A minha visita culmina agora nesta celebração da Santa Missa, em que imploramos
de Deus a graça da paz e da reconciliação. Esta oração reveste-se de particular ressonância
na Península Coreana. A Missa de hoje é, sobretudo e principalmente, uma oração pela
reconciliação nesta família coreana. Jesus diz-nos, no Evangelho, como é poderosa
a nossa oração, quando dois ou três se reúnem em seu nome para pedir qualquer coisa
(cf. Mt 18, 19-20). Muito mais o será, quando um povo inteiro eleva a sua instante
súplica ao céu!
A primeira leitura apresenta a promessa feita por Deus de
restaurar na unidade e na prosperidade um povo disperso pela desgraça e a divisão.

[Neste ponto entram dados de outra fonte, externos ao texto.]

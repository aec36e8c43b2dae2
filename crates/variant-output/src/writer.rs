//! Fixed-schema CSV writer.

use std::path::Path;

use tracing::debug;

use variant_model::{OUTPUT_COLUMNS, OutputRow};

use crate::error::{OutputError, Result};

/// Write the normalized table to `path`.
///
/// The header is the fixed 16-column schema; unused cells are empty
/// strings. The caller builds all rows before calling, so the file is
/// written in one shot and never holds a partial run.
pub fn write_output(path: &Path, rows: &[OutputRow]) -> Result<()> {
    let mut writer = csv::Writer::from_path(path).map_err(|e| OutputError::Csv {
        path: path.to_path_buf(),
        message: e.to_string(),
    })?;

    writer
        .write_record(OUTPUT_COLUMNS)
        .map_err(|e| OutputError::Csv {
            path: path.to_path_buf(),
            message: e.to_string(),
        })?;
    for row in rows {
        writer
            .write_record(&row.to_record())
            .map_err(|e| OutputError::Csv {
                path: path.to_path_buf(),
                message: e.to_string(),
            })?;
    }
    writer.flush().map_err(|e| OutputError::Io {
        path: path.to_path_buf(),
        source: e,
    })?;

    debug!(path = %path.display(), rows = rows.len(), "output written");
    Ok(())
}

#[cfg(test)]
mod tests {
    use super::*;
    use variant_model::{GroupId, GroupRow, OptionId, OptionRow};

    #[test]
    fn writes_header_and_empty_cells() {
        let dir = tempfile::tempdir().unwrap();
        let path = dir.path().join("out.csv");
        let group_id = GroupId::new("G1").unwrap();
        let rows = vec![
            OutputRow::Group(GroupRow {
                group_id: group_id.clone(),
                group_name: "Tee".to_string(),
            }),
            OutputRow::Option(OptionRow {
                group_id: group_id.clone(),
                option_id: OptionId::derive(&group_id, 1),
                option_name: "Color".to_string(),
            }),
        ];

        write_output(&path, &rows).unwrap();
        let content = std::fs::read_to_string(&path).unwrap();
        let mut lines = content.lines();

        assert_eq!(
            lines.next().unwrap(),
            "Group ID,Group Name,Product ID,Combination ID,Option ID,Option Name,\
             Style on Page,Style on Card,Value ID,Value Name,Swatch Style,\
             Swatch Color 1,Swatch Color 2,Swatch Image,SKU,Internal ID"
        );
        assert_eq!(lines.next().unwrap(), "G1,Tee,,,,,,,,,,,,,,");
        assert_eq!(
            lines.next().unwrap(),
            "G1,,,,G1-1,Color,Button,Button,,,1 Color,#000,#141414,,,"
        );
        assert!(lines.next().is_none());
    }

    #[test]
    fn fields_with_commas_are_quoted() {
        let dir = tempfile::tempdir().unwrap();
        let path = dir.path().join("out.csv");
        let rows = vec![OutputRow::Group(GroupRow {
            group_id: GroupId::new("G1").unwrap(),
            group_name: "Tee, classic".to_string(),
        })];

        write_output(&path, &rows).unwrap();
        let content = std::fs::read_to_string(&path).unwrap();
        assert!(content.contains("\"Tee, classic\""));
    }

    #[test]
    fn unwritable_path_is_an_error() {
        let result = write_output(Path::new("/nonexistent/dir/out.csv"), &[]);
        assert!(result.is_err());
    }
}
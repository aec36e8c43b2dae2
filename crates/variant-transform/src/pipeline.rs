//! Orchestration of the normalization pipeline.

use tracing::{debug, info};

use variant_model::{GroupRow, OutputRow, SourceTable};

use crate::combination::build_combinations;
use crate::error::Result;
use crate::group::{group_display_name, partition_groups};
use crate::option::build_options;
use crate::source::type_rows;

/// Counts accumulated over one run, reported in the CLI summary.
#[derive(Debug, Default, Clone, Copy, PartialEq, Eq, serde::Serialize)]
pub struct TransformSummary {
    pub rows_read: usize,
    pub rows_without_group: usize,
    pub groups: usize,
    pub options: usize,
    pub values: usize,
    pub products: usize,
}

/// The normalized output table plus its run summary.
#[derive(Debug)]
pub struct TransformResult {
    pub rows: Vec<OutputRow>,
    pub summary: TransformSummary,
}

/// Run the whole transformation over the raw export table.
///
/// Emission order per group: the group row, then each option row followed
/// by its value rows, then the product rows. Groups appear in first-seen
/// order. Running twice over the same input produces identical output.
pub fn normalize_export(table: &SourceTable) -> Result<TransformResult> {
    let typed = type_rows(table)?;
    let (groups, rows_without_group) = partition_groups(&typed.rows);

    let mut summary = TransformSummary {
        rows_read: typed.rows.len(),
        rows_without_group,
        groups: groups.len(),
        ..TransformSummary::default()
    };
    let mut output = Vec::new();

    for group in &groups {
        output.push(OutputRow::Group(GroupRow {
            group_id: group.group_id.clone(),
            group_name: group_display_name(&group.rows),
        }));

        let option_set = build_options(&group.group_id, &group.rows, typed.dimension_count);
        for record in &option_set.records {
            match record {
                OutputRow::Option(_) => summary.options += 1,
                OutputRow::Value(_) => summary.values += 1,
                _ => {}
            }
        }
        let product_rows = build_combinations(
            &group.group_id,
            &group.rows,
            &option_set.value_maps,
            typed.has_sub_group,
        );
        output.extend(option_set.records);
        summary.products += product_rows.len();
        debug!(
            group_id = %group.group_id,
            rows = group.rows.len(),
            products = product_rows.len(),
            "group normalized"
        );
        output.extend(product_rows);
    }

    info!(
        rows_read = summary.rows_read,
        groups = summary.groups,
        options = summary.options,
        values = summary.values,
        products = summary.products,
        "normalization complete"
    );
    Ok(TransformResult {
        rows: output,
        summary,
    })
}
//! Stable partitioning of export rows into product groups.

use indexmap::IndexMap;
use tracing::warn;

use variant_model::{GroupId, SourceRow};

/// One group's rows, in input order.
#[derive(Debug)]
pub struct GroupSlice<'a> {
    pub group_id: GroupId,
    pub rows: Vec<&'a SourceRow>,
}

/// Partition rows by group key, groups in first-seen order.
///
/// Rows without a group key belong to no group and are skipped; the count
/// of skipped rows is returned for the run summary.
pub fn partition_groups(rows: &[SourceRow]) -> (Vec<GroupSlice<'_>>, usize) {
    let mut groups: IndexMap<GroupId, Vec<&SourceRow>> = IndexMap::new();
    let mut skipped = 0usize;

    for row in rows {
        let Some(key) = row.group_key.as_deref() else {
            skipped += 1;
            continue;
        };
        let Ok(group_id) = GroupId::new(key) else {
            skipped += 1;
            continue;
        };
        groups.entry(group_id).or_default().push(row);
    }

    if skipped > 0 {
        warn!(rows = skipped, "rows without a group key were skipped");
    }

    let slices = groups
        .into_iter()
        .map(|(group_id, rows)| GroupSlice { group_id, rows })
        .collect();
    (slices, skipped)
}

/// Derive the group's display name from its first row: the portion of the
/// product name before the first `(`, trimmed. A missing name yields an
/// empty group name.
pub fn group_display_name(rows: &[&SourceRow]) -> String {
    rows.first()
        .and_then(|row| row.display_name.as_deref())
        .map(|name| {
            name.split('(')
                .next()
                .unwrap_or_default()
                .trim()
                .to_string()
        })
        .unwrap_or_default()
}

#[cfg(test)]
mod tests {
    use super::*;

    fn row(group_key: Option<&str>, display_name: Option<&str>) -> SourceRow {
        SourceRow {
            group_key: group_key.map(str::to_string),
            display_name: display_name.map(str::to_string),
            product_key: None,
            sku: None,
            internal_id: None,
            sub_group: None,
            options: Vec::new(),
        }
    }

    #[test]
    fn groups_enumerate_in_first_seen_order() {
        let rows = vec![
            row(Some("ZZZ"), None),
            row(Some("AAA"), None),
            row(Some("ZZZ"), None),
        ];
        let (groups, skipped) = partition_groups(&rows);

        assert_eq!(skipped, 0);
        let ids: Vec<&str> = groups.iter().map(|g| g.group_id.as_str()).collect();
        // Not sorted: ZZZ was seen first.
        assert_eq!(ids, vec!["ZZZ", "AAA"]);
        assert_eq!(groups[0].rows.len(), 2);
    }

    #[test]
    fn rows_without_group_key_are_skipped_and_counted() {
        let rows = vec![row(None, None), row(Some("G1"), None), row(None, None)];
        let (groups, skipped) = partition_groups(&rows);

        assert_eq!(groups.len(), 1);
        assert_eq!(skipped, 2);
    }

    #[test]
    fn display_name_truncates_at_first_parenthesis() {
        let rows = vec![row(Some("G1"), Some("Classic Tee (Parent) (old)"))];
        let (groups, _) = partition_groups(&rows);
        assert_eq!(group_display_name(&groups[0].rows), "Classic Tee");
    }

    #[test]
    fn missing_display_name_yields_empty_group_name() {
        let rows = vec![row(Some("G1"), None)];
        let (groups, _) = partition_groups(&rows);
        assert_eq!(group_display_name(&groups[0].rows), "");
    }
}
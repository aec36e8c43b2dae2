//! Error types for export ingestion.

use std::path::PathBuf;
use thiserror::Error;

/// Errors that can occur while loading the export file.
#[derive(Debug, Error)]
pub enum IngestError {
    /// Export file not found.
    #[error("input file not found: {path}")]
    FileNotFound { path: PathBuf },

    /// Failed to read the export file.
    #[error("failed to read file {path}: {source}")]
    FileRead {
        path: PathBuf,
        #[source]
        source: std::io::Error,
    },

    /// Failed to parse the export as CSV.
    #[error("failed to parse CSV {path}: {message}")]
    CsvParse { path: PathBuf, message: String },

    /// Export is empty or has no usable header row.
    #[error("CSV file is empty: {path}")]
    EmptyCsv { path: PathBuf },
}

/// Result type for ingestion operations.
pub type Result<T> = std::result::Result<T, IngestError>;
//! Core normalization of the flat variant export.
//!
//! The transformation runs in data-flow order:
//!
//! - **splitter**: compound `"Name Value"` cells into (name, value)
//! - **source**: column resolution and typed-row construction
//! - **group**: stable partition by parent/group key, group-name derivation
//! - **option**: per-group option and value discovery with synthetic ids
//! - **combination**: per-product combination identifiers
//! - **pipeline**: orchestration and run summary
//!
//! Everything is single-pass and deterministic: groups, values, and product
//! partitions enumerate in first-seen order, option dimensions in fixed
//! order. Insertion-ordered maps (`IndexMap`) carry every "first seen"
//! requirement; plain hash maps would not.

pub mod combination;
pub mod error;
pub mod group;
pub mod option;
pub mod pipeline;
pub mod source;
pub mod splitter;

pub use error::{Result, TransformError};
pub use pipeline::{TransformResult, TransformSummary, normalize_export};
//! Output record kinds and their rendering onto the fixed 16-column schema.

use crate::ids::{GroupId, OptionId, ValueId};

/// Default presentation attributes for option, value, and product rows.
/// Group rows never carry them.
pub const STYLE_ON_PAGE: &str = "Button";
pub const STYLE_ON_CARD: &str = "Button";
pub const SWATCH_STYLE: &str = "1 Color";
pub const SWATCH_COLOR_1: &str = "#000";
pub const SWATCH_COLOR_2: &str = "#141414";

// Cell positions within OUTPUT_COLUMNS.
const IDX_GROUP_ID: usize = 0;
const IDX_GROUP_NAME: usize = 1;
const IDX_PRODUCT_ID: usize = 2;
const IDX_COMBINATION_ID: usize = 3;
const IDX_OPTION_ID: usize = 4;
const IDX_OPTION_NAME: usize = 5;
const IDX_STYLE_ON_PAGE: usize = 6;
const IDX_STYLE_ON_CARD: usize = 7;
const IDX_VALUE_ID: usize = 8;
const IDX_VALUE_NAME: usize = 9;
const IDX_SWATCH_STYLE: usize = 10;
const IDX_SWATCH_COLOR_1: usize = 11;
const IDX_SWATCH_COLOR_2: usize = 12;
const IDX_SKU: usize = 14;
const IDX_INTERNAL_ID: usize = 15;

/// One group header row; only id and name are populated.
#[derive(Debug, Clone, PartialEq, Eq, serde::Serialize, serde::Deserialize)]
pub struct GroupRow {
    pub group_id: GroupId,
    pub group_name: String,
}

/// One option dimension within a group.
#[derive(Debug, Clone, PartialEq, Eq, serde::Serialize, serde::Deserialize)]
pub struct OptionRow {
    pub group_id: GroupId,
    pub option_id: OptionId,
    pub option_name: String,
}

/// One distinct value of an option.
#[derive(Debug, Clone, PartialEq, Eq, serde::Serialize, serde::Deserialize)]
pub struct ValueRow {
    pub group_id: GroupId,
    pub option_id: OptionId,
    pub value_id: ValueId,
    pub value_name: String,
}

/// One product combination row.
#[derive(Debug, Clone, PartialEq, Eq, serde::Serialize, serde::Deserialize)]
pub struct ProductRow {
    pub group_id: GroupId,
    pub product_id: String,
    pub combination_id: String,
    pub sku: String,
    pub internal_id: String,
}

/// Any row of the normalized output, in emission order.
#[derive(Debug, Clone, PartialEq, Eq, serde::Serialize, serde::Deserialize)]
pub enum OutputRow {
    Group(GroupRow),
    Option(OptionRow),
    Value(ValueRow),
    Product(ProductRow),
}

impl OutputRow {
    /// The group this row belongs to.
    pub fn group_id(&self) -> &GroupId {
        match self {
            Self::Group(row) => &row.group_id,
            Self::Option(row) => &row.group_id,
            Self::Value(row) => &row.group_id,
            Self::Product(row) => &row.group_id,
        }
    }

    /// Render onto the flat schema; unused cells stay empty.
    pub fn to_record(&self) -> [String; 16] {
        let mut record: [String; 16] = std::array::from_fn(|_| String::new());
        record[IDX_GROUP_ID] = self.group_id().as_str().to_string();
        match self {
            Self::Group(row) => {
                record[IDX_GROUP_NAME] = row.group_name.clone();
            }
            Self::Option(row) => {
                record[IDX_OPTION_ID] = row.option_id.as_str().to_string();
                record[IDX_OPTION_NAME] = row.option_name.clone();
                apply_default_style(&mut record);
            }
            Self::Value(row) => {
                record[IDX_OPTION_ID] = row.option_id.as_str().to_string();
                record[IDX_VALUE_ID] = row.value_id.as_str().to_string();
                record[IDX_VALUE_NAME] = row.value_name.clone();
                apply_default_style(&mut record);
            }
            Self::Product(row) => {
                record[IDX_PRODUCT_ID] = row.product_id.clone();
                record[IDX_COMBINATION_ID] = row.combination_id.clone();
                record[IDX_SKU] = row.sku.clone();
                record[IDX_INTERNAL_ID] = row.internal_id.clone();
                apply_default_style(&mut record);
            }
        }
        record
    }
}

fn apply_default_style(record: &mut [String; 16]) {
    record[IDX_STYLE_ON_PAGE] = STYLE_ON_PAGE.to_string();
    record[IDX_STYLE_ON_CARD] = STYLE_ON_CARD.to_string();
    record[IDX_SWATCH_STYLE] = SWATCH_STYLE.to_string();
    record[IDX_SWATCH_COLOR_1] = SWATCH_COLOR_1.to_string();
    record[IDX_SWATCH_COLOR_2] = SWATCH_COLOR_2.to_string();
}
//! Error types for the normalization pipeline.

use thiserror::Error;

/// Errors raised before any output row is produced.
///
/// Missing cells are never errors; they are expected data gaps handled
/// inline by the builders.
#[derive(Debug, Error)]
pub enum TransformError {
    /// A required export column is absent. Schema mismatch, not a row error.
    #[error("required column '{column}' not found in export")]
    MissingColumn { column: String },
}

/// Result type for transformation operations.
pub type Result<T> = std::result::Result<T, TransformError>;
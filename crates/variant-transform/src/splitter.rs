//! Compound option cell splitting.

/// Split a compound `"Name Value"` cell on its first whitespace run.
///
/// - missing cell → (missing, missing), never an empty-string pair
/// - `"Red"` → (`"Red"`, missing)
/// - `"Size Large"` → (`"Size"`, `"Large"`)
/// - `"Size Extra Large"` → (`"Size"`, `"Extra Large"`) — only the first
///   run splits; the remainder is kept verbatim
pub fn split_compound(cell: Option<&str>) -> (Option<String>, Option<String>) {
    let Some(raw) = cell else {
        return (None, None);
    };
    match raw.find(char::is_whitespace) {
        None => (Some(raw.to_string()), None),
        Some(idx) => {
            let name = raw[..idx].to_string();
            let value = raw[idx..].trim_start();
            let value = if value.is_empty() {
                None
            } else {
                Some(value.to_string())
            };
            (Some(name), value)
        }
    }
}
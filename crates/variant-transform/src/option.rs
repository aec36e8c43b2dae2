//! Per-group option and value discovery.

use indexmap::{IndexMap, IndexSet};

use variant_model::{GroupId, OptionId, OptionRow, OutputRow, SourceRow, ValueId, ValueRow};

/// Raw value text → assigned value id, scoped to one option dimension.
///
/// Insertion order is the id assignment order, so iteration replays value
/// rows exactly as numbered.
pub type ValueMap = IndexMap<String, ValueId>;

/// Option and value rows for one group, plus the per-dimension value maps
/// the combination builder consumes.
#[derive(Debug)]
pub struct OptionSet {
    /// Each option row immediately followed by its value rows.
    pub records: Vec<OutputRow>,
    /// Aligned with the export's dimensions; `None` when the dimension has
    /// no value anywhere in the group and was skipped.
    pub value_maps: Vec<Option<ValueMap>>,
}

/// Discover the option dimensions present in a group and number their
/// distinct values.
///
/// Dimensions are visited in fixed order; a dimension with zero non-missing
/// values consumes no option index. Values keep their literal text: casing
/// and inner whitespace differences are distinct values by policy.
pub fn build_options(group_id: &GroupId, rows: &[&SourceRow], dimension_count: usize) -> OptionSet {
    let mut records = Vec::new();
    let mut value_maps = Vec::with_capacity(dimension_count);
    let mut option_index = 0usize;

    for dimension in 0..dimension_count {
        let values: IndexSet<&str> = rows
            .iter()
            .filter_map(|row| row.options[dimension].value.as_deref())
            .collect();
        if values.is_empty() {
            value_maps.push(None);
            continue;
        }

        option_index += 1;
        let option_id = OptionId::derive(group_id, option_index);
        let option_name = rows
            .iter()
            .find_map(|row| row.options[dimension].name.clone())
            .unwrap_or_default();
        records.push(OutputRow::Option(OptionRow {
            group_id: group_id.clone(),
            option_id: option_id.clone(),
            option_name,
        }));

        let mut value_map = ValueMap::new();
        for (offset, value) in values.iter().enumerate() {
            let value_id = ValueId::derive(&option_id, offset + 1);
            records.push(OutputRow::Value(ValueRow {
                group_id: group_id.clone(),
                option_id: option_id.clone(),
                value_id: value_id.clone(),
                value_name: value.to_string(),
            }));
            value_map.insert(value.to_string(), value_id);
        }
        value_maps.push(Some(value_map));
    }

    OptionSet {
        records,
        value_maps,
    }
}
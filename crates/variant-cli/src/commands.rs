//! Command implementations.

use std::path::{Path, PathBuf};
use std::time::Instant;

use anyhow::{Context, Result};
use comfy_table::Table;
use tracing::{info, info_span};

use variant_ingest::read_source_table;
use variant_model::{
    COL_GROUP_KEY, COL_INTERNAL_ID, COL_PRODUCT_KEY, COL_PRODUCT_NAME, COL_SKU, COL_SUB_GROUP,
    OPTION_DIMENSIONS, OUTPUT_COLUMNS, option_compound_column,
};
use variant_output::write_output;
use variant_transform::normalize_export;

use crate::cli::ConvertArgs;
use crate::summary::{apply_table_style, header_cell};
use crate::types::ConvertResult;

/// Default output path: `<input stem>-variants.csv` next to the input.
pub fn default_output_path(input: &Path) -> PathBuf {
    let stem = input
        .file_stem()
        .map(|stem| stem.to_string_lossy().into_owned())
        .unwrap_or_else(|| "export".to_string());
    input.with_file_name(format!("{stem}-variants.csv"))
}

pub fn run_convert(args: &ConvertArgs) -> Result<ConvertResult> {
    let input = &args.input;
    let output = args
        .output
        .clone()
        .unwrap_or_else(|| default_output_path(input));
    let span = info_span!("convert", input = %input.display());
    let _guard = span.enter();

    let start = Instant::now();
    let table = read_source_table(input).context("read export")?;
    info!(
        rows = table.rows.len(),
        columns = table.headers.len(),
        duration_ms = start.elapsed().as_millis(),
        "ingest complete"
    );

    let result = normalize_export(&table).context("normalize export")?;

    write_output(&output, &result.rows).context("write output")?;
    info!(
        output = %output.display(),
        rows = result.rows.len(),
        duration_ms = start.elapsed().as_millis(),
        "convert complete"
    );

    Ok(ConvertResult {
        input: input.clone(),
        output,
        rows_written: result.rows.len(),
        summary: result.summary,
    })
}

pub fn run_columns() -> Result<()> {
    let mut input_table = Table::new();
    input_table.set_header(vec![
        header_cell("Input Column"),
        header_cell("Presence"),
        header_cell("Role"),
    ]);
    apply_table_style(&mut input_table);
    let required: [(&str, &str); 5] = [
        (COL_GROUP_KEY, "parent/group key"),
        (COL_PRODUCT_NAME, "display name, group name source"),
        (COL_PRODUCT_KEY, "product key for combinations"),
        (COL_SKU, "storefront SKU echoed to product rows"),
        (COL_INTERNAL_ID, "internal id echoed to product rows"),
    ];
    for (column, role) in required {
        input_table.add_row(vec![column, "required", role]);
    }
    input_table.add_row(vec![
        COL_SUB_GROUP,
        "optional",
        "refines product partitioning",
    ]);
    for dimension in 1..=OPTION_DIMENSIONS {
        input_table.add_row(vec![
            option_compound_column(dimension),
            "optional".to_string(),
            "compound option cell; absence disables the dimension".to_string(),
        ]);
    }
    println!("{input_table}");

    let mut output_table = Table::new();
    output_table.set_header(vec![header_cell("#"), header_cell("Output Column")]);
    apply_table_style(&mut output_table);
    for (index, column) in OUTPUT_COLUMNS.iter().enumerate() {
        output_table.add_row(vec![(index + 1).to_string(), (*column).to_string()]);
    }
    println!("{output_table}");
    Ok(())
}

#[cfg(test)]
mod tests {
    use super::*;

    #[test]
    fn default_output_path_uses_input_stem() {
        let path = default_output_path(Path::new("/data/export.csv"));
        assert_eq!(path, Path::new("/data/export-variants.csv"));
    }
}
//! Product partitioning and combination identifiers.

use indexmap::IndexMap;

use variant_model::{GroupId, OutputRow, ProductRow, SourceRow};

use crate::option::ValueMap;

/// Partition key: (product key, sub-group). The sub-group component is only
/// populated when the export carries a `Sub Group` column; missing values
/// form their own partition rather than dropping the row.
type PartitionKey = (Option<String>, Option<String>);

/// Emit one product row per (product key, sub-group) partition of the group.
///
/// For each dimension with a value map, the partition's first row supplies
/// the dimension value; rows within a partition are assumed consistent and
/// are not cross-checked. A missing or unrecognized value contributes
/// nothing — no placeholder, no separator. Components join with `/`; zero
/// components yield an empty combination id.
pub fn build_combinations(
    group_id: &GroupId,
    rows: &[&SourceRow],
    value_maps: &[Option<ValueMap>],
    has_sub_group: bool,
) -> Vec<OutputRow> {
    let mut partitions: IndexMap<PartitionKey, Vec<&SourceRow>> = IndexMap::new();
    for row in rows {
        let sub_group = if has_sub_group {
            row.sub_group.clone()
        } else {
            None
        };
        partitions
            .entry((row.product_key.clone(), sub_group))
            .or_default()
            .push(row);
    }

    let mut records = Vec::with_capacity(partitions.len());
    for ((product_key, _), partition) in partitions {
        let Some(first) = partition.first() else {
            continue;
        };

        let mut components: Vec<&str> = Vec::new();
        for (dimension, value_map) in value_maps.iter().enumerate() {
            let Some(value_map) = value_map else {
                continue;
            };
            if let Some(value) = first.options[dimension].value.as_deref() {
                if let Some(value_id) = value_map.get(value) {
                    components.push(value_id.as_str());
                }
            }
        }

        records.push(OutputRow::Product(ProductRow {
            group_id: group_id.clone(),
            product_id: product_key.unwrap_or_default(),
            combination_id: components.join("/"),
            sku: first.sku.clone().unwrap_or_default(),
            internal_id: first.internal_id.clone().unwrap_or_default(),
        }));
    }
    records
}

#[cfg(test)]
mod tests {
    use super::*;
    use crate::option::build_options;
    use variant_model::OptionCell;

    fn group_id() -> GroupId {
        GroupId::new("G1").unwrap()
    }

    fn row(
        product_key: &str,
        sub_group: Option<&str>,
        options: Vec<(Option<&str>, Option<&str>)>,
    ) -> SourceRow {
        SourceRow {
            group_key: Some("G1".to_string()),
            display_name: None,
            product_key: Some(product_key.to_string()),
            sku: Some(format!("SKU-{product_key}")),
            internal_id: Some(format!("ID-{product_key}")),
            sub_group: sub_group.map(str::to_string),
            options: options
                .into_iter()
                .map(|(name, value)| OptionCell {
                    name: name.map(str::to_string),
                    value: value.map(str::to_string),
                })
                .collect(),
        }
    }

    fn products(records: &[OutputRow]) -> Vec<&ProductRow> {
        records
            .iter()
            .filter_map(|record| match record {
                OutputRow::Product(row) => Some(row),
                _ => None,
            })
            .collect()
    }

    #[test]
    fn combination_joins_dimension_value_ids() {
        let rows = [
            row("P1", None, vec![(Some("Color"), Some("Red")), (Some("Size"), Some("S"))]),
            row("P2", None, vec![(Some("Color"), Some("Blue")), (Some("Size"), Some("M"))]),
        ];
        let refs: Vec<&SourceRow> = rows.iter().collect();
        let set = build_options(&group_id(), &refs, 2);
        let records = build_combinations(&group_id(), &refs, &set.value_maps, false);

        let rows = products(&records);
        assert_eq!(rows.len(), 2);
        assert_eq!(rows[0].product_id, "P1");
        assert_eq!(rows[0].combination_id, "G1-1-1/G1-2-1");
        assert_eq!(rows[0].sku, "SKU-P1");
        assert_eq!(rows[0].internal_id, "ID-P1");
        assert_eq!(rows[1].combination_id, "G1-1-2/G1-2-2");
    }

    #[test]
    fn missing_dimension_contributes_nothing() {
        let rows = [
            row("P1", None, vec![(None, None), (Some("Size"), Some("S"))]),
            row("P2", None, vec![(Some("Color"), Some("Red")), (Some("Size"), Some("M"))]),
        ];
        let refs: Vec<&SourceRow> = rows.iter().collect();
        let set = build_options(&group_id(), &refs, 2);
        let records = build_combinations(&group_id(), &refs, &set.value_maps, false);

        let rows = products(&records);
        // No leading slash, no placeholder for the missing Color.
        assert_eq!(rows[0].combination_id, "G1-2-1");
        assert_eq!(rows[1].combination_id, "G1-1-1/G1-2-2");
    }

    #[test]
    fn no_components_yield_empty_combination() {
        let rows = [row("P1", None, vec![])];
        let refs: Vec<&SourceRow> = rows.iter().collect();
        let records = build_combinations(&group_id(), &refs, &[], false);

        assert_eq!(products(&records)[0].combination_id, "");
    }

    #[test]
    fn sub_group_refines_partitions_and_missing_sub_group_is_kept() {
        let rows = [
            row("P1", Some("A"), vec![(Some("Color"), Some("Red"))]),
            row("P1", Some("B"), vec![(Some("Color"), Some("Blue"))]),
            row("P1", None, vec![(Some("Color"), Some("Red"))]),
        ];
        let refs: Vec<&SourceRow> = rows.iter().collect();
        let set = build_options(&group_id(), &refs, 1);
        let records = build_combinations(&group_id(), &refs, &set.value_maps, true);

        // Three partitions: (P1, A), (P1, B), (P1, missing).
        assert_eq!(products(&records).len(), 3);
    }

    #[test]
    fn without_sub_group_column_product_key_alone_partitions() {
        let rows = [
            row("P1", Some("A"), vec![(Some("Color"), Some("Red"))]),
            row("P1", Some("B"), vec![(Some("Color"), Some("Blue"))]),
        ];
        let refs: Vec<&SourceRow> = rows.iter().collect();
        let set = build_options(&group_id(), &refs, 1);
        let records = build_combinations(&group_id(), &refs, &set.value_maps, false);

        // Sub-group values ignored: one partition, first row wins.
        let rows = products(&records);
        assert_eq!(rows.len(), 1);
        assert_eq!(rows[0].combination_id, "G1-1-1");
    }

    #[test]
    fn first_row_of_partition_supplies_dimension_values() {
        let rows = [
            row("P1", None, vec![(Some("Color"), Some("Red"))]),
            row("P1", None, vec![(Some("Color"), Some("Blue"))]),
        ];
        let refs: Vec<&SourceRow> = rows.iter().collect();
        let set = build_options(&group_id(), &refs, 1);
        let records = build_combinations(&group_id(), &refs, &set.value_maps, false);

        assert_eq!(products(&records)[0].combination_id, "G1-1-1");
    }

    #[test]
    fn unrecognized_value_is_skipped() {
        let rows = [row("P1", None, vec![(Some("Color"), Some("Red"))])];
        let refs: Vec<&SourceRow> = rows.iter().collect();
        // Value map from a different population: "Red" is unknown.
        let mut value_map = ValueMap::new();
        value_map.insert(
            "Blue".to_string(),
            variant_model::ValueId::derive(
                &variant_model::OptionId::derive(&group_id(), 1),
                1,
            ),
        );
        let records = build_combinations(&group_id(), &refs, &[Some(value_map)], false);

        assert_eq!(products(&records)[0].combination_id, "");
    }
}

Para nós, como para o povo de Israel, é uma promessa cheia de esperança: indica um
futuro que Deus está desde já a preparar para nós. Mas esta promessa está inseparavelmente
ligada com um mandamento: o mandamento de retornar a Deus e obedecer de todo o coração
à sua lei (cf. Dt 30, 2-3). O dom divino da reconciliação, da unidade e da paz está
inseparavelmente ligado à graça da conversão: trata-se de uma transformação do coração,
que pode mudar o curso da nossa vida e da nossa história, como indivíduos e como povo.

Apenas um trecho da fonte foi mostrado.